There are not remarkable changes in the vegetation and its composition in both sides of river. Due to steep slopes, vegetation is undisturbed along the right bank of river from Huksetar through purposed dam site, Limukhola, Toonipul, Tittuwa, Geruwatar. Geographic structure is more or less same but the left bank is comparatively disturbed due to recent encroachment of the forest land for farming by the rural people at the side of river as in Betini, Seti Bhagar and Belbot. From Geruwater forest is very sparse along right bank up to Bhimad, while forest is conserved up to Jhakkas in the left bank.
The right river bank has higher biodiversity value than the left bank due to the presence of threatened plants such as wild varieties of banana (Ensete glaucum) and Screw pine (Pandanus nepalensis). These species are also occasionally found at the steep slope of left bank too.
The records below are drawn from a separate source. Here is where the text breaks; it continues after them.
//! Row pages inside one column bucket
//!
//! A column keeps its entries in a list of pages. Each page is a row-sorted
//! `Vec`, pages never overlap and are ordered by row, so a lookup is two
//! binary searches: one over page tails, one inside the page.

use crate::MAX_ROWS;

/// Maximum entries per page before it is split in two
pub(crate) const PAGE_CAPACITY: usize = 256;

#[derive(Debug, Clone)]
struct Page<T> {
    entries: Vec<(u32, T)>,
}

impl<T> Page<T> {
    fn single(row: u32, value: T) -> Self {
        let mut entries = Vec::with_capacity(8);
        entries.push((row, value));
        Self { entries }
    }

    #[inline]
    fn first_row(&self) -> u32 {
        self.entries[0].0
    }

    #[inline]
    fn last_row(&self) -> u32 {
        self.entries[self.entries.len() - 1].0
    }

    #[inline]
    fn search(&self, row: u32) -> Result<usize, usize> {
        self.entries.binary_search_by_key(&row, |e| e.0)
    }
}

/// All entries of one column
///
/// Invariant: no page is empty.
#[derive(Debug, Clone)]
pub(crate) struct ColumnIndex<T> {
    pub(crate) col: u16,
    pages: Vec<Page<T>>,
    len: usize,
}

impl<T> ColumnIndex<T> {
    pub(crate) fn new(col: u16) -> Self {
        Self {
            col,
            pages: Vec::new(),
            len: 0,
        }
    }

    #[inline]
    pub(crate) fn len(&self) -> usize {
        self.len
    }

    #[inline]
    pub(crate) fn is_empty(&self) -> bool {
        self.len == 0
    }

    /// Index of the first page whose last row is >= `row`
    #[inline]
    fn page_for(&self, row: u32) -> usize {
        self.pages.partition_point(|p| p.last_row() < row)
    }

    pub(crate) fn get(&self, row: u32) -> Option<&T> {
        let page = self.pages.get(self.page_for(row))?;
        let i = page.search(row).ok()?;
        Some(&page.entries[i].1)
    }

    pub(crate) fn get_mut(&mut self, row: u32) -> Option<&mut T> {
        let pi = self.page_for(row);
        let page = self.pages.get_mut(pi)?;
        let i = page.search(row).ok()?;
        Some(&mut page.entries[i].1)
    }

    /// Insert or overwrite; returns the previous value when overwriting
    pub(crate) fn insert(&mut self, row: u32, value: T) -> Option<T> {
        if self.pages.is_empty() {
            self.pages.push(Page::single(row, value));
            self.len += 1;
            return None;
        }

        // Past the last page: append to it
        let pi = self.page_for(row).min(self.pages.len() - 1);
        let page = &mut self.pages[pi];
        match page.search(row) {
            Ok(i) => Some(std::mem::replace(&mut page.entries[i].1, value)),
            Err(i) => {
                page.entries.insert(i, (row, value));
                self.len += 1;
                if page.entries.len() > PAGE_CAPACITY {
                    self.split(pi);
                }
                None
            }
        }
    }

    fn split(&mut self, pi: usize) {
        let page = &mut self.pages[pi];
        let tail = page.entries.split_off(page.entries.len() / 2);
        log::trace!(
            "column {}: splitting page {} at row {}",
            self.col,
            pi,
            tail[0].0
        );
        self.pages.insert(pi + 1, Page { entries: tail });
    }

    pub(crate) fn remove(&mut self, row: u32) -> Option<T> {
        let pi = self.page_for(row);
        let page = self.pages.get_mut(pi)?;
        let i = page.search(row).ok()?;
        let (_, value) = page.entries.remove(i);
        if page.entries.is_empty() {
            self.pages.remove(pi);
        }
        self.len -= 1;
        Some(value)
    }

    /// First entry with row >= `row`
    pub(crate) fn first_at_or_after(&self, row: u32) -> Option<(u32, &T)> {
        let page = self.pages.get(self.page_for(row))?;
        let i = page.entries.partition_point(|e| e.0 < row);
        page.entries.get(i).map(|(r, v)| (*r, v))
    }

    /// Last entry with row <= `row`
    pub(crate) fn last_at_or_before(&self, row: u32) -> Option<(u32, &T)> {
        let pi = self.pages.partition_point(|p| p.first_row() <= row);
        if pi == 0 {
            return None;
        }
        let page = &self.pages[pi - 1];
        let i = page.entries.partition_point(|e| e.0 <= row);
        page.entries.get(i.checked_sub(1)?).map(|(r, v)| (*r, v))
    }

    pub(crate) fn last_row(&self) -> Option<u32> {
        self.pages.last().map(Page::last_row)
    }

    pub(crate) fn iter(&self) -> impl DoubleEndedIterator<Item = (u32, &T)> + '_ {
        self.pages
            .iter()
            .flat_map(|p| p.entries.iter().map(|(r, v)| (*r, v)))
    }

    pub(crate) fn iter_mut(&mut self) -> impl Iterator<Item = (u32, &mut T)> + '_ {
        self.pages
            .iter_mut()
            .flat_map(|p| p.entries.iter_mut().map(|(r, v)| (*r, v)))
    }

    /// Re-key every row >= `at` by `+count`; entries pushed past `MAX_ROWS`
    /// are dropped. Returns the number dropped.
    ///
    /// Adding the same offset to a sorted suffix keeps it sorted, so rows are
    /// moved in place and never collide.
    pub(crate) fn insert_rows(&mut self, at: u32, count: u32) -> usize {
        for page in self.pages.iter_mut().rev() {
            if page.last_row() < at {
                break;
            }
            let start = page.entries.partition_point(|e| e.0 < at);
            for entry in &mut page.entries[start..] {
                entry.0 += count;
            }
        }

        let mut dropped = 0;
        while let Some(page) = self.pages.last_mut() {
            if page.last_row() <= MAX_ROWS {
                break;
            }
            let keep = page.entries.partition_point(|e| e.0 <= MAX_ROWS);
            dropped += page.entries.len() - keep;
            page.entries.truncate(keep);
            if page.entries.is_empty() {
                self.pages.pop();
            } else {
                break;
            }
        }
        self.len -= dropped;
        dropped
    }

    /// Remove rows in `[at, at + count)` and re-key later rows by `-count`.
    /// Returns the number removed.
    pub(crate) fn delete_rows(&mut self, at: u32, count: u32) -> usize {
        let end = at.saturating_add(count);
        let removed = self.retain_rows(|row| row < at || row >= end);
        for page in self.pages.iter_mut() {
            if page.last_row() < end {
                continue;
            }
            let start = page.entries.partition_point(|e| e.0 < end);
            for entry in &mut page.entries[start..] {
                entry.0 -= count;
            }
        }
        removed
    }

    /// Remove rows in `[from, to]` without re-keying anything
    pub(crate) fn clear_rows(&mut self, from: u32, to: u32) -> usize {
        self.retain_rows(|row| row < from || row > to)
    }

    fn retain_rows<F: Fn(u32) -> bool>(&mut self, keep: F) -> usize {
        let before = self.len;
        for page in self.pages.iter_mut() {
            page.entries.retain(|e| keep(e.0));
        }
        self.pages.retain(|p| !p.entries.is_empty());
        self.len = self.pages.iter().map(|p| p.entries.len()).sum();
        self.coalesce();
        before - self.len
    }

    /// Merge neighbouring pages that together fit in one page
    fn coalesce(&mut self) {
        let mut i = 0;
        while i + 1 < self.pages.len() {
            if self.pages[i].entries.len() + self.pages[i + 1].entries.len() <= PAGE_CAPACITY {
                let next = self.pages.remove(i + 1);
                self.pages[i].entries.extend(next.entries);
            } else {
                i += 1;
            }
        }
    }

    #[cfg(test)]
    pub(crate) fn page_count(&self) -> usize {
        self.pages.len()
    }
}

#[cfg(test)]
mod tests {
    use super::*;
    use pretty_assertions::assert_eq;

    fn filled(rows: impl IntoIterator<Item = u32>) -> ColumnIndex<u32> {
        let mut index = ColumnIndex::new(1);
        for row in rows {
            index.insert(row, row);
        }
        index
    }

    #[test]
    fn test_pages_split_and_stay_ordered() {
        let index = filled((1..=1000).rev());
        assert_eq!(index.len(), 1000);
        assert!(index.page_count() > 1);

        let rows: Vec<u32> = index.iter().map(|(r, _)| r).collect();
        assert_eq!(rows, (1..=1000).collect::<Vec<_>>());
        assert_eq!(index.get(517), Some(&517));
    }

    #[test]
    fn test_neighbour_queries() {
        let index = filled([5, 10, 600, 900]);
        assert_eq!(index.first_at_or_after(6).map(|e| e.0), Some(10));
        assert_eq!(index.first_at_or_after(901), None);
        assert_eq!(index.last_at_or_before(599).map(|e| e.0), Some(10));
        assert_eq!(index.last_at_or_before(4), None);
        assert_eq!(index.last_row(), Some(900));
    }

    #[test]
    fn test_insert_rows_drops_overflow() {
        let mut index = filled([1, 5, MAX_ROWS - 1]);
        let dropped = index.insert_rows(3, 2);
        assert_eq!(dropped, 1);
        let rows: Vec<u32> = index.iter().map(|(r, _)| r).collect();
        assert_eq!(rows, vec![1, 7]);
    }

    #[test]
    fn test_delete_rows_coalesces_pages() {
        let mut index = filled(1..=600);
        let pages_before = index.page_count();
        let removed = index.delete_rows(10, 500);
        assert_eq!(removed, 500);
        assert_eq!(index.len(), 100);
        assert!(index.page_count() < pages_before);
        assert_eq!(index.get(10), Some(&510));
        assert_eq!(index.get(100), Some(&600));
    }

    #[test]
    fn test_remove_drops_empty_page() {
        let mut index = filled([3]);
        assert_eq!(index.remove(3), Some(3));
        assert!(index.is_empty());
        assert_eq!(index.page_count(), 0);
        assert_eq!(index.remove(3), None);
    }
}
There is not any clear cut difference in the vegetation composition of forest in the project area along the Seti River. The proposal area is a part of Central Nepalese Biogeographic region (Dobremez, 1976). Though the area, from altitudinal consideration, is a part of Upper Tropical Eco-Zone (300 to 1000 m), have forests vegetation characteristics of Lower Tropical Eco-Zone (70 to 300 m) in the deeply entrenched river gorge of Seti. The Hill Sal Forest, a component of Upper Tropical Eco-Zone is well developed in the higher elevations of the Seti gorge (above 100 m from the valley floor), whereas in the river bottom and on the gorge flanks Mixed Open Forest with patches of Khair (Acacia catechu) forests develop which has characteristics of Lower Tropical Eco-Zone. Three types of vegetation structure can be described based on small forest patches seen at different aspects of the hills at the both side of the river. Tables 1.1-1 and 1.1-2 presents the coverage of different forest types in the reservoir area and in the project facility sites.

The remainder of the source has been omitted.